As we're allowed to comment on anything public, I'll focus on a paper about
disaster recovery at Google which focuses on the Perforce version control
system[2]. As Perforce is centralized and proprietary it even raises a few
novel issues. As they can't modify the code themselves it's in fact one of the
few vertically scaled pieces of software at Google (Perforce instances run on
machines with 256GB of RAM[3]).

Of particular interest to me is the Annual Disaster Recovery Test that Google
runs. They assume that the admins/engineers at Mountain View are entirely
unavailable and that the fail-overs happen with no advance notice.
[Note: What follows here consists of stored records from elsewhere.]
//! # flip-batch
//!
//! Batch perceptual comparison of rendered images.
//!
//! Test renders are paired with reference renders by a label taken from their
//! filenames. Every pair is scored with FLIP, and the error map is written as
//! `<label>_<meanError>.png`. Results can also be appended to a CSV table and
//! a JSON report.
//!
//! ## Quick Start
//!
//! ```rust,ignore
//! use flip_batch::{BatchConfig, BatchRunner, ModeSelection};
//!
//! let config = BatchConfig::builder()
//!     .reference_dir("dump/ref")
//!     .test_dir("dump/test")
//!     .output_dir("dump/results")
//!     .mode(ModeSelection::Auto)
//!     .build()?;
//!
//! let summary = BatchRunner::new(config)?.run()?;
//! ```
//!
//! ## Modules
//!
//! - [`error`]: Error types for the library
//! - [`viewing`]: Viewing condition modeling for perceptual metrics
//! - [`decode`]: Loading images into linear RGB
//! - [`metrics`]: The metric trait and the FLIP implementation
//! - [`colormap`]: Error map rendering
//! - [`stats`]: Descriptive statistics
//! - [`batch`]: Discovery, matching, the runner and its reports

pub mod batch;
pub mod colormap;
pub mod decode;
pub mod error;
pub mod metrics;
pub mod stats;
pub mod viewing;

// Re-export commonly used types
pub use batch::{
    AmbiguityPolicy, BatchConfig, BatchRunner, ComparisonResult, Label, LabelRule, MatchStrategy,
    ModeSelection, PairFailure, RunSummary, TableConfig,
};
pub use colormap::{ColorMap, ColorScale};
pub use error::{Error, ErrorKind, Result};
pub use metrics::flip::Flip;
pub use metrics::tonemap::ToneMapper;
pub use metrics::{DynamicRange, MetricOutput, PerceptualMetric};
pub use stats::Summary;
pub use viewing::ViewingCondition;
The idea is
that during an actual disaster your staff won't have time to answer queries as
to which folder that documentation was in or the order that commands need to
be run.

[1] - This is in one of the official Google MapReduce papers, I'll try and
hunt it down

[2] -
[http://www.perforce.com/perforce/conferences/us/2009/Present...](http://www.perforce.com/perforce/conferences/us/2009/Presentations/Wright-
Disaster_Recovery-paper.pdf)

[3] -
[http://www.perforce.com/perforce/conferences/us/2009/Present...](http://www.perforce.com/perforce/conferences/us/2009/Presentations/Wright-
Disaster_Recovery-slides.pdf)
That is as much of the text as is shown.